Winner of the 1986 Nobel Prize for Literature
Wole Soyinka is perhaps Africa’s most versatile and eclectic intellectual: playwright, poet, novelist, literary and social critic, he has authored over 40 works. His plays—the core of Soyinka’s creative work—range from satirical political commentary in such works as Kongi’s Harvest, Madmen and Specialists and the Brother Jero plays, to the tragic cadences of Death and the King’s Horseman and The Strong Breed.
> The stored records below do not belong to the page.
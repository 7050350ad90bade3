//! Criterion benchmarks for whole pipeline steps.

use criterion::{black_box, criterion_group, criterion_main, Criterion};
use swirl_bench::{ready_pipeline, reference_profile, stress_profile};
use swirl_device::SyncMode;

/// Benchmark: one full step (simulate, rasterize, encode) at 256x192.
fn bench_step_reference(c: &mut Criterion) {
    let mut pipeline = ready_pipeline(&reference_profile(42));

    c.bench_function("step_reference_256x192", |b| {
        b.iter(|| {
            let frame = pipeline.step().unwrap();
            black_box(frame.len());
        });
    });

    pipeline.cleanup().unwrap();
}

/// Benchmark: the same step with strict synchronization, to price the
/// per-dispatch wait.
fn bench_step_reference_strict(c: &mut Criterion) {
    let mut profile = reference_profile(42);
    profile.config.sync = SyncMode::Strict;
    let mut pipeline = ready_pipeline(&profile);

    c.bench_function("step_reference_strict", |b| {
        b.iter(|| {
            let frame = pipeline.step().unwrap();
            black_box(frame.len());
        });
    });

    pipeline.cleanup().unwrap();
}

/// Benchmark: one full step at 1024x768.
fn bench_step_stress(c: &mut Criterion) {
    let mut pipeline = ready_pipeline(&stress_profile(42));

    let mut group = c.benchmark_group("stress");
    group.sample_size(10);
    group.bench_function("step_stress_1024x768", |b| {
        b.iter(|| {
            let frame = pipeline.step().unwrap();
            black_box(frame.len());
        });
    });
    group.finish();

    pipeline.cleanup().unwrap();
}

/// Benchmark: rendering a larger camera than the grid.
fn bench_step_upscaled(c: &mut Criterion) {
    let mut pipeline = ready_pipeline(&reference_profile(7));
    pipeline.update_camera(1024, 768, 75).unwrap();

    c.bench_function("step_reference_to_1024x768", |b| {
        b.iter(|| {
            let frame = pipeline.step().unwrap();
            black_box(frame.len());
        });
    });

    pipeline.cleanup().unwrap();
}

criterion_group!(
    benches,
    bench_step_reference,
    bench_step_reference_strict,
    bench_step_stress,
    bench_step_upscaled,
);
criterion_main!(benches);
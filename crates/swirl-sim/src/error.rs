//! Errors from the state store and simulation engine.

use swirl_core::{DimsError, GridDims};
use swirl_device::DeviceFault;
use thiserror::Error;

/// Failure of a [`DeviceStateStore`](crate::DeviceStateStore) or
/// [`SimulationEngine`](crate::SimulationEngine) operation.
#[derive(Clone, Debug, PartialEq, Error)]
pub enum StoreError {
    /// The device reported a fault. Unrecoverable for this store.
    #[error(transparent)]
    Device(#[from] DeviceFault),
    /// Requested dimensions are not a valid grid.
    #[error(transparent)]
    Dims(#[from] DimsError),
    /// A coordinate lies outside the grid.
    #[error("cell ({x}, {y}) is outside the {width}x{height} grid")]
    OutOfBounds {
        /// Requested column.
        x: u32,
        /// Requested row.
        y: u32,
        /// Grid width.
        width: u32,
        /// Grid height.
        height: u32,
    },
    /// The FieldGrid cannot change size after initialization.
    #[error("cannot resize the {current_width}x{current_height} grid to {width}x{height}")]
    ResizeUnsupported {
        /// Allocated width.
        current_width: u32,
        /// Allocated height.
        current_height: u32,
        /// Requested width.
        width: u32,
        /// Requested height.
        height: u32,
    },
    /// A host field image has the wrong number of cells.
    #[error("field image has {actual} cells, grid holds {expected}")]
    LengthMismatch {
        /// Cells in the grid.
        expected: usize,
        /// Cells supplied.
        actual: usize,
    },
    /// Update-rule parameters are out of range.
    #[error("invalid rule parameters: {reason}")]
    InvalidParams {
        /// Which parameter was rejected.
        reason: String,
    },
}

impl StoreError {
    pub(crate) fn out_of_bounds(x: u32, y: u32, dims: GridDims) -> Self {
        Self::OutOfBounds {
            x,
            y,
            width: dims.width(),
            height: dims.height(),
        }
    }

    /// Whether the error came from the device and leaves the store unusable.
    pub fn is_device_fault(&self) -> bool {
        matches!(self, Self::Device(_))
    }
}
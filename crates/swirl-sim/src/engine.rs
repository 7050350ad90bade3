//! The Simulation Engine: one tick per [`step`](SimulationEngine::step).
//!
//! The engine owns the ping-pong back buffer and the forcing grid. A step
//! enqueues one [`AdvanceKernel`] from the current FieldGrid into the back
//! buffer and then swaps the two, so the store's FieldGrid always names
//! the buffer holding the newest complete state. Device ordering makes the
//! swap visible to every later device operation; the host never reads the
//! grid without going through the device queue.

use std::sync::Arc;

use swirl_core::{Cell, GridDims, TickId};
use swirl_device::{BufferId, DeviceFault, Dispatcher};

use crate::error::StoreError;
use crate::kernels::AdvanceKernel;
use crate::rule::UpdateRule;
use crate::store::{free_on_rollback, DeviceStateStore};

/// Per-tick advance of a [`DeviceStateStore`].
#[derive(Debug)]
pub struct SimulationEngine {
    rule: Arc<dyn UpdateRule>,
    dims: GridDims,
    back: BufferId,
    forcing: BufferId,
    tick: TickId,
    released: bool,
}

impl SimulationEngine {
    /// Allocate the back buffer and a zeroed forcing grid sized like the
    /// store's FieldGrid.
    pub fn new(
        dispatcher: &mut Dispatcher,
        store: &DeviceStateStore,
        rule: Arc<dyn UpdateRule>,
    ) -> Result<Self, StoreError> {
        let dims = store.dims();
        let bytes = dims.cell_count() * Cell::BYTES;
        let back = dispatcher.alloc_zeroed(bytes)?;
        let forcing = match dispatcher.alloc_zeroed(bytes) {
            Ok(buffer) => buffer,
            Err(e) => {
                free_on_rollback(dispatcher, back);
                return Err(e.into());
            }
        };
        tracing::debug!(rule = rule.name(), "simulation engine ready");
        Ok(Self {
            rule,
            dims,
            back,
            forcing,
            tick: TickId::default(),
            released: false,
        })
    }

    /// Advance the FieldGrid by one tick.
    ///
    /// Returns once the advance is enqueued (and, under strict
    /// synchronization, completed). Readers must go through a barrier or a
    /// device download, both of which are ordered after the advance.
    pub fn step(
        &mut self,
        dispatcher: &mut Dispatcher,
        store: &mut DeviceStateStore,
    ) -> Result<TickId, DeviceFault> {
        dispatcher.launch(Box::new(AdvanceKernel {
            rule: Arc::clone(&self.rule),
            constants: store.constants_buffer(),
            src: store.field_buffer(),
            forcing: self.forcing,
            dst: self.back,
        }))?;
        self.back = store.swap_field(self.back);
        self.tick = self.tick.next();
        tracing::trace!(tick = %self.tick, "simulation advanced");
        Ok(self.tick)
    }

    /// Ticks completed since construction.
    pub fn tick(&self) -> TickId {
        self.tick
    }

    /// The active update rule.
    pub fn rule(&self) -> &dyn UpdateRule {
        self.rule.as_ref()
    }

    /// Set one cell of the forcing grid.
    pub fn set_forcing(
        &mut self,
        dispatcher: &mut Dispatcher,
        x: u32,
        y: u32,
        value: Cell,
    ) -> Result<(), StoreError> {
        let index = self
            .dims
            .index(x, y)
            .ok_or_else(|| StoreError::out_of_bounds(x, y, self.dims))?;
        dispatcher.upload(self.forcing, index * Cell::BYTES, bytemuck::bytes_of(&value))?;
        Ok(())
    }

    /// Zero the forcing grid.
    pub fn clear_forcing(&mut self, dispatcher: &mut Dispatcher) -> Result<(), StoreError> {
        let zeros = vec![Cell::ZERO; self.dims.cell_count()];
        dispatcher.upload(self.forcing, 0, bytemuck::cast_slice(&zeros))?;
        Ok(())
    }

    /// Free the forcing grid and the back buffer.
    pub fn release(mut self, dispatcher: &mut Dispatcher) -> Result<(), StoreError> {
        self.released = true;
        let forcing = dispatcher.free(self.forcing);
        let back = dispatcher.free(self.back);
        tracing::debug!(ticks = self.tick.0, "simulation engine released");
        forcing?;
        back?;
        Ok(())
    }
}

impl Drop for SimulationEngine {
    fn drop(&mut self) {
        if !self.released {
            tracing::warn!(
                back = %self.back,
                forcing = %self.forcing,
                "simulation engine dropped without release; device buffers leaked"
            );
        }
    }
}

#[cfg(test)]
mod tests {
    use super::*;
    use crate::rule::{Diffusion, MomentumTransfer};
    use swirl_device::{HostDevice, HostDeviceConfig, SyncMode};

    fn dispatcher(mode: SyncMode) -> Dispatcher {
        let device = HostDevice::new(HostDeviceConfig {
            worker_threads: Some(2),
            memory_limit: 1 << 20,
        })
        .unwrap();
        Dispatcher::new(Box::new(device), mode)
    }

    #[test]
    fn step_advances_tick_and_swaps_field() {
        let mut d = dispatcher(SyncMode::Deferred);
        let dims = GridDims::new(8, 8).unwrap();
        let rule = Arc::new(Diffusion::new(0.25).unwrap());
        let mut store = DeviceStateStore::initialize(&mut d, dims, rule.as_ref()).unwrap();
        let mut engine = SimulationEngine::new(&mut d, &store, rule).unwrap();
        let before = store.field_buffer();
        assert_eq!(engine.step(&mut d, &mut store).unwrap(), TickId(1));
        assert_ne!(store.field_buffer(), before);
        engine.step(&mut d, &mut store).unwrap();
        assert_eq!(store.field_buffer(), before);
        assert_eq!(engine.tick(), TickId(2));
        engine.release(&mut d).unwrap();
        store.release(&mut d).unwrap();
    }

    #[test]
    fn forcing_feeds_the_next_tick() {
        let mut d = dispatcher(SyncMode::Strict);
        let dims = GridDims::new(4, 4).unwrap();
        let rule = Arc::new(Diffusion::new(0.1).unwrap());
        let mut store = DeviceStateStore::initialize(&mut d, dims, rule.as_ref()).unwrap();
        let mut engine = SimulationEngine::new(&mut d, &store, rule).unwrap();
        engine.set_forcing(&mut d, 2, 1, Cell::new(0.0, 1.0)).unwrap();
        engine.step(&mut d, &mut store).unwrap();
        assert_eq!(store.read_field(&mut d).unwrap()[6], Cell::new(0.0, 1.0));
        engine.clear_forcing(&mut d).unwrap();
        assert!(matches!(
            engine.set_forcing(&mut d, 0, 9, Cell::ZERO),
            Err(StoreError::OutOfBounds { .. })
        ));
        engine.release(&mut d).unwrap();
        store.release(&mut d).unwrap();
    }

    #[test]
    fn momentum_travels_with_the_flow() {
        let mut d = dispatcher(SyncMode::Deferred);
        let dims = GridDims::new(32, 32).unwrap();
        let rule = Arc::new(MomentumTransfer::new(4, -0.25).unwrap());
        let mut store = DeviceStateStore::initialize(&mut d, dims, rule.as_ref()).unwrap();
        let mut engine = SimulationEngine::new(&mut d, &store, rule).unwrap();
        store.write_cell(&mut d, 10, 16, Cell::new(1.0, 0.0)).unwrap();
        for _ in 0..3 {
            engine.step(&mut d, &mut store).unwrap();
        }
        d.barrier().unwrap();
        let field = store.read_field(&mut d).unwrap();
        let total: f32 = field.iter().map(|c| c.magnitude()).sum();
        assert!((total - 1.0).abs() < 1e-2, "total magnitude {total}");
        let centroid: f32 = field
            .iter()
            .enumerate()
            .map(|(i, c)| (i % 32) as f32 * c.magnitude())
            .sum::<f32>()
            / total;
        assert!(centroid > 10.0, "centroid {centroid}");
        engine.release(&mut d).unwrap();
        store.release(&mut d).unwrap();
    }
}
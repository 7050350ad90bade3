//! The Device State Store: FieldGrid plus mirrored simulation constants.
//!
//! The store owns two device buffers, the FieldGrid (`width * height`
//! cells, zero-initialised) and the device copy of
//! [`SimulationConstants`], and keeps the host copy. Every mutation of the
//! host constants is uploaded before the call returns, so the device copy
//! is a byte-identical mirror whenever a kernel can observe it.
//!
//! [`release`](DeviceStateStore::release) consumes the store: releasing
//! twice, or using a released store, does not type-check.

use swirl_core::{Cell, GridDims, SimulationConstants};
use swirl_device::{BufferId, Dispatcher};

use crate::error::StoreError;
use crate::rule::UpdateRule;

/// Device-resident simulation state for one pipeline instance.
#[derive(Debug)]
pub struct DeviceStateStore {
    dims: GridDims,
    host: SimulationConstants,
    constants: BufferId,
    field: BufferId,
    released: bool,
}

impl DeviceStateStore {
    /// Allocate and zero the FieldGrid, configure the constants for `rule`
    /// and mirror them to the device.
    ///
    /// On failure every buffer allocated so far is freed again.
    pub fn initialize(
        dispatcher: &mut Dispatcher,
        dims: GridDims,
        rule: &dyn UpdateRule,
    ) -> Result<Self, StoreError> {
        let mut host = SimulationConstants::new(dims);
        rule.configure(&mut host)?;

        let constants = dispatcher.alloc_zeroed(SimulationConstants::BYTES)?;
        let field = match dispatcher.alloc_zeroed(dims.cell_count() * Cell::BYTES) {
            Ok(field) => field,
            Err(e) => {
                free_on_rollback(dispatcher, constants);
                return Err(e.into());
            }
        };
        if let Err(e) = dispatcher.upload(constants, 0, host.as_bytes()) {
            free_on_rollback(dispatcher, field);
            free_on_rollback(dispatcher, constants);
            return Err(e.into());
        }

        tracing::info!(
            width = dims.width(),
            height = dims.height(),
            rule = rule.name(),
            "device state store initialized"
        );
        Ok(Self {
            dims,
            host,
            constants,
            field,
            released: false,
        })
    }

    /// Grid dimensions.
    pub fn dims(&self) -> GridDims {
        self.dims
    }

    /// Host copy of the constants.
    pub fn constants(&self) -> &SimulationConstants {
        &self.host
    }

    /// Device buffer holding the constants.
    pub fn constants_buffer(&self) -> BufferId {
        self.constants
    }

    /// Device buffer holding the current FieldGrid.
    pub fn field_buffer(&self) -> BufferId {
        self.field
    }

    /// Rewrite the grid size in the host constants and mirror them.
    ///
    /// The FieldGrid is never reallocated: any size other than the one
    /// allocated is rejected with [`StoreError::ResizeUnsupported`] and
    /// leaves both copies untouched.
    pub fn update_constants(
        &mut self,
        dispatcher: &mut Dispatcher,
        width: u32,
        height: u32,
    ) -> Result<(), StoreError> {
        let requested = GridDims::new(width, height)?;
        if requested != self.dims {
            return Err(StoreError::ResizeUnsupported {
                current_width: self.dims.width(),
                current_height: self.dims.height(),
                width,
                height,
            });
        }
        let mut next = self.host;
        next.width = width;
        next.height = height;
        self.mirror(dispatcher, next)
    }

    fn mirror(
        &mut self,
        dispatcher: &mut Dispatcher,
        next: SimulationConstants,
    ) -> Result<(), StoreError> {
        dispatcher.upload(self.constants, 0, next.as_bytes())?;
        self.host = next;
        Ok(())
    }

    /// Whether the device copy of the constants matches the host copy byte
    /// for byte.
    pub fn verify_mirror(&self, dispatcher: &mut Dispatcher) -> Result<bool, StoreError> {
        let mut image = [0u8; SimulationConstants::BYTES];
        dispatcher.download(self.constants, 0, &mut image)?;
        Ok(image.as_slice() == self.host.as_bytes())
    }

    /// Host copy of the FieldGrid, ordered after all queued device work.
    pub fn read_field(&self, dispatcher: &mut Dispatcher) -> Result<Vec<Cell>, StoreError> {
        let mut cells = vec![Cell::ZERO; self.dims.cell_count()];
        dispatcher.download(self.field, 0, bytemuck::cast_slice_mut(&mut cells))?;
        Ok(cells)
    }

    /// Overwrite one FieldGrid cell.
    pub fn write_cell(
        &mut self,
        dispatcher: &mut Dispatcher,
        x: u32,
        y: u32,
        value: Cell,
    ) -> Result<(), StoreError> {
        let index = self
            .dims
            .index(x, y)
            .ok_or_else(|| StoreError::out_of_bounds(x, y, self.dims))?;
        dispatcher.upload(self.field, index * Cell::BYTES, bytemuck::bytes_of(&value))?;
        Ok(())
    }

    /// Overwrite the whole FieldGrid.
    pub fn write_field(
        &mut self,
        dispatcher: &mut Dispatcher,
        cells: &[Cell],
    ) -> Result<(), StoreError> {
        if cells.len() != self.dims.cell_count() {
            return Err(StoreError::LengthMismatch {
                expected: self.dims.cell_count(),
                actual: cells.len(),
            });
        }
        dispatcher.upload(self.field, 0, bytemuck::cast_slice(cells))?;
        Ok(())
    }

    /// Install `next` as the FieldGrid and return the previous buffer.
    pub(crate) fn swap_field(&mut self, next: BufferId) -> BufferId {
        std::mem::replace(&mut self.field, next)
    }

    /// Free the FieldGrid and the device constants, in reverse order of
    /// allocation.
    ///
    /// Both frees are attempted; the first failure is returned.
    pub fn release(mut self, dispatcher: &mut Dispatcher) -> Result<(), StoreError> {
        self.released = true;
        let field = dispatcher.free(self.field);
        let constants = dispatcher.free(self.constants);
        tracing::info!("device state store released");
        field?;
        constants?;
        Ok(())
    }
}

impl Drop for DeviceStateStore {
    fn drop(&mut self) {
        if !self.released {
            tracing::warn!(
                field = %self.field,
                constants = %self.constants,
                "device state store dropped without release; device buffers leaked"
            );
        }
    }
}

/// Free a buffer while unwinding a failed setup. A second failure is
/// logged; the original error is the one reported.
#[track_caller]
pub(crate) fn free_on_rollback(dispatcher: &mut Dispatcher, buffer: BufferId) {
    if let Err(e) = dispatcher.free(buffer) {
        tracing::warn!(%buffer, error = %e, "free during rollback failed");
    }
}
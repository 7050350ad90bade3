//! The Frame Encoder.

use swirl_core::{PixelBuffer, Quality};

use crate::codec::ImageCodec;
use crate::error::CodecError;
use crate::frame::EncodedFrame;

/// Compresses rasterized frames and owns the most recent result.
///
/// The encoder releases its previous frame before producing the next one:
/// a reference returned by [`encode`](FrameEncoder::encode) is valid until
/// the next `encode` or [`release`](FrameEncoder::release).
#[derive(Debug)]
pub struct FrameEncoder {
    codec: Box<dyn ImageCodec>,
    current: Option<EncodedFrame>,
    frames_encoded: u64,
}

impl FrameEncoder {
    /// Encoder around `codec`, holding no frame.
    pub fn new(codec: Box<dyn ImageCodec>) -> Self {
        Self {
            codec,
            current: None,
            frames_encoded: 0,
        }
    }

    /// Compress `pixels` at `quality`, replacing the held frame.
    ///
    /// On failure no frame is held: a partial or corrupt frame is never
    /// returned.
    pub fn encode(
        &mut self,
        pixels: &PixelBuffer,
        quality: Quality,
    ) -> Result<&EncodedFrame, CodecError> {
        self.current = None;
        let mut out = Vec::new();
        self.codec.compress(
            pixels.as_bytes(),
            pixels.width(),
            pixels.height(),
            quality,
            &mut out,
        )?;
        if out.is_empty() {
            return Err(CodecError::EmptyOutput {
                codec: self.codec.name(),
            });
        }
        self.frames_encoded += 1;
        tracing::trace!(
            codec = self.codec.name(),
            bytes = out.len(),
            quality = quality.get(),
            "frame encoded"
        );
        Ok(self.current.insert(EncodedFrame::new(out)))
    }

    /// The frame produced by the last successful `encode`, if still held.
    pub fn current(&self) -> Option<&EncodedFrame> {
        self.current.as_ref()
    }

    /// Drop the held frame.
    pub fn release(&mut self) {
        self.current = None;
    }

    /// Frames successfully encoded so far.
    pub fn frames_encoded(&self) -> u64 {
        self.frames_encoded
    }

    /// Name of the codec in use.
    pub fn codec_name(&self) -> &'static str {
        self.codec.name()
    }
}
impl Pipeline {
    /// Validate `config` and bind a pipeline to `device`, encoding frames as
    /// JPEG. Nothing is allocated on the device until
    /// [`initialize`](Pipeline::initialize).
    pub fn new(device: Box<dyn ComputeDevice>, config: PipelineConfig) -> Result<Self, PipelineError> {
        Self::with_codec(device, Box::new(JpegCodec), config)
    }

    /// Like [`new`](Pipeline::new) with a caller-supplied codec.
    pub fn with_codec(
        device: Box<dyn ComputeDevice>,
        codec: Box<dyn ImageCodec>,
        config: PipelineConfig,
    ) -> Result<Self, PipelineError> {
        config.validate()?;
        Ok(Self {
            dispatcher: Dispatcher::new(device, config.sync),
            config,
            encoder: FrameEncoder::new(codec),
            stage: Stage::Uninitialized,
            last_tick: TickId::default(),
            last_metrics: StepMetrics::default(),
        })
    }

    fn lifecycle(&self, op: &'static str) -> PipelineError {
        match self.stage {
            Stage::Faulted(_) => PipelineError::Faulted { op },
            ref other => PipelineError::Lifecycle {
                op,
                state: other.state(),
            },
        }
    }

    /// Enter `Faulted`, keeping whatever was allocated for cleanup.
    fn fault(&mut self, op: &'static str, err: PipelineError) -> PipelineError {
        tracing::error!(op, error = %err, "pipeline faulted");
        self.encoder.release();
        self.stage = match std::mem::replace(&mut self.stage, Stage::Released) {
            Stage::Ready(r) => Stage::Faulted(Some(r)),
            Stage::Uninitialized => Stage::Faulted(None),
            other => other,
        };
        err
    }

    /// Fault on device, raster or codec errors; pass others through.
    fn observe(&mut self, op: &'static str, err: PipelineError) -> PipelineError {
        if err.is_fatal() {
            self.fault(op, err)
        } else {
            err
        }
    }

    /// Allocate the FieldGrid (`width × height`), mirror the constants and
    /// prepare rasterizer and encoder. Valid only once, from
    /// `Uninitialized`.
    ///
    /// Invalid dimensions are rejected without a state change. A device
    /// fault leaves the pipeline `Faulted` with nothing allocated.
    pub fn initialize(&mut self, width: i64, height: i64) -> Result<(), PipelineError> {
        if !matches!(self.stage, Stage::Uninitialized) {
            return Err(self.lifecycle("initialize"));
        }
        let dims = GridDims::from_signed(width, height)?;
        match Resources::acquire(&mut self.dispatcher, &self.config, dims) {
            Ok(resources) => {
                tracing::info!(
                    width = dims.width(),
                    height = dims.height(),
                    device = self.dispatcher.device_name(),
                    sync = %self.dispatcher.mode(),
                    quality = self.config.quality.get(),
                    transfer = resources.rasterizer.transfer_name(),
                    codec = self.encoder.codec_name(),
                    "pipeline initialized"
                );
                self.stage = Stage::Ready(Box::new(resources));
                Ok(())
            }
            Err(e) => Err(self.observe("initialize", e)),
        }
    }

    /// Run one tick: advance, rasterize, encode.
    ///
    /// The returned frame is owned by the pipeline and stays valid until
    /// the next `step` or `cleanup`; the previous frame is released first.
    pub fn step(&mut self) -> Result<&EncodedFrame, PipelineError> {
        let Stage::Ready(resources) = &mut self.stage else {
            return Err(self.lifecycle("step"));
        };
        match resources.tick(&mut self.dispatcher, &mut self.encoder) {
            Ok(metrics) => {
                tracing::debug!(
                    tick = %metrics.tick,
                    bytes = metrics.frame_bytes,
                    total_us = metrics.total_us,
                    "step complete"
                );
                self.last_tick = metrics.tick;
                self.last_metrics = metrics;
            }
            // Every step failure leaves the FieldGrid or frame untrustworthy.
            Err(e) => return Err(self.fault("step", e)),
        }
        self.encoder
            .current()
            .ok_or(PipelineError::Faulted { op: "step" })
    }

    /// Release every device and host resource, in reverse order of
    /// acquisition. Valid from `Ready` and `Faulted`; always ends in
    /// `Released`.
    ///
    /// From `Faulted` the release is best effort and release errors are
    /// only logged.
    pub fn cleanup(&mut self) -> Result<(), PipelineError> {
        let faulted = match self.stage {
            Stage::Ready(_) => false,
            Stage::Faulted(_) => true,
            _ => return Err(self.lifecycle("cleanup")),
        };
        self.encoder.release();
        let resources = match std::mem::replace(&mut self.stage, Stage::Released) {
            Stage::Ready(r) | Stage::Faulted(Some(r)) => Some(r),
            _ => None,
        };
        let mut result = match resources {
            Some(r) => (*r).release(&mut self.dispatcher),
            None => Ok(()),
        };
        if result.is_ok() {
            result = self.dispatcher.barrier().map_err(PipelineError::from);
        }
        tracing::info!(ticks = self.last_tick.0, "pipeline released");
        match result {
            Err(e) if faulted => {
                tracing::warn!(error = %e, "release after fault was incomplete");
                Ok(())
            }
            other => other,
        }
    }

    /// Change output resolution and quality for subsequent steps.
    ///
    /// Before initialization the values replace the configured camera.
    /// Invalid values are rejected and the previous camera stays in effect.
    pub fn update_camera(&mut self, width: i64, height: i64, quality: i64) -> Result<(), PipelineError> {
        match &mut self.stage {
            Stage::Ready(r) => {
                r.rasterizer.update_camera(width, height, quality)?;
                Ok(())
            }
            Stage::Uninitialized => {
                let camera = Camera::new(width, height, quality)?;
                self.config.camera = Some((camera.width(), camera.height()));
                self.config.quality = camera.quality();
                Ok(())
            }
            _ => Err(self.lifecycle("update_camera")),
        }
    }

    /// Rewrite the grid size in the simulation constants. The grid cannot
    /// be resized: only the allocated size is accepted.
    pub fn update_constants(&mut self, width: u32, height: u32) -> Result<(), PipelineError> {
        let Stage::Ready(r) = &mut self.stage else {
            return Err(self.lifecycle("update_constants"));
        };
        let result = r.store.update_constants(&mut self.dispatcher, width, height);
        result.map_err(|e| self.observe("update_constants", e.into()))
    }

    /// Set one cell of the forcing grid, applied on every following tick.
    pub fn stir(&mut self, x: u32, y: u32, force: Cell) -> Result<(), PipelineError> {
        let Stage::Ready(r) = &mut self.stage else {
            return Err(self.lifecycle("stir"));
        };
        let result = r.engine.set_forcing(&mut self.dispatcher, x, y, force);
        result.map_err(|e| self.observe("stir", e.into()))
    }

    /// Zero the forcing grid.
    pub fn clear_forcing(&mut self) -> Result<(), PipelineError> {
        let Stage::Ready(r) = &mut self.stage else {
            return Err(self.lifecycle("clear_forcing"));
        };
        let result = r.engine.clear_forcing(&mut self.dispatcher);
        result.map_err(|e| self.observe("clear_forcing", e.into()))
    }

    /// Overwrite one FieldGrid cell.
    pub fn inject(&mut self, x: u32, y: u32, value: Cell) -> Result<(), PipelineError> {
        let Stage::Ready(r) = &mut self.stage else {
            return Err(self.lifecycle("inject"));
        };
        let result = r.store.write_cell(&mut self.dispatcher, x, y, value);
        result.map_err(|e| self.observe("inject", e.into()))
    }

    /// Host copy of the current FieldGrid, taken after a device barrier.
    pub fn snapshot_field(&mut self) -> Result<Vec<Cell>, PipelineError> {
        let Stage::Ready(r) = &mut self.stage else {
            return Err(self.lifecycle("snapshot_field"));
        };
        let result = match self.dispatcher.barrier() {
            Ok(()) => r.store.read_field(&mut self.dispatcher).map_err(PipelineError::from),
            Err(fault) => Err(fault.into()),
        };
        result.map_err(|e| self.observe("snapshot_field", e))
    }

    /// Current lifecycle state.
    pub fn state(&self) -> LifecycleState {
        self.stage.state()
    }

    /// Ticks completed so far.
    pub fn tick(&self) -> TickId {
        match &self.stage {
            Stage::Ready(r) | Stage::Faulted(Some(r)) => r.engine.tick(),
            _ => self.last_tick,
        }
    }

    /// Grid dimensions, once initialized.
    pub fn dims(&self) -> Option<GridDims> {
        match &self.stage {
            Stage::Ready(r) | Stage::Faulted(Some(r)) => Some(r.store.dims()),
            _ => None,
        }
    }

    /// Active camera, once initialized.
    pub fn camera(&self) -> Option<Camera> {
        match &self.stage {
            Stage::Ready(r) => Some(r.rasterizer.camera()),
            _ => None,
        }
    }

    /// Metrics of the last successful step.
    pub fn last_metrics(&self) -> &StepMetrics {
        &self.last_metrics
    }

    /// The frame returned by the last successful step, if still held.
    pub fn current_frame(&self) -> Option<&EncodedFrame> {
        self.encoder.current()
    }

    /// Active synchronization mode.
    pub fn sync_mode(&self) -> SyncMode {
        self.dispatcher.mode()
    }

    /// Configuration the pipeline was built with.
    pub fn config(&self) -> &PipelineConfig {
        &self.config
    }
}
In them he draws upon Yoruba myth and ceremonies, incantatory poetry, dance and music to connect the historical with the metaphysical, the timeless realm which unites the living, the dead, and the unborn. The problems of Africa, particularly the failures of authoritarian politicians and military dictators, have concerned Soyinka throughout his career. In two novels he examines the responsibilities of public intell ectuals of his generamy rape diary part 8 my rape diary the final part my rape fantasy hard rape gang rape my rape rape porn sexual torture anal rape free rape rape erotic stories rape women rape sex porntion: The Interpreters and Season of Anomy. He was imprisoned in 1967-69 for allegedly conspiring to aid the attempted secession of Biafra from Nigeria. The Man Died recounts this experience, as does some of his poetry, including the important volume A Shuttle in the Crypt. In recent years Soyinka has been very active in the pro-democracy movement in Nigeria; his 1996 work Open Sore of a Continent provides a trenchant commentary on crises in leadership. Coeditor of Black Orpheus, author of the seminal Myth, Literature, and the African World, professor of English and drama at the University of Ibadan, Soyinka is Robert W. Wo*YAHOO* *GEOCITIES* *IPL* *GOOGLE*odruff Professor of the Arts at Emory University.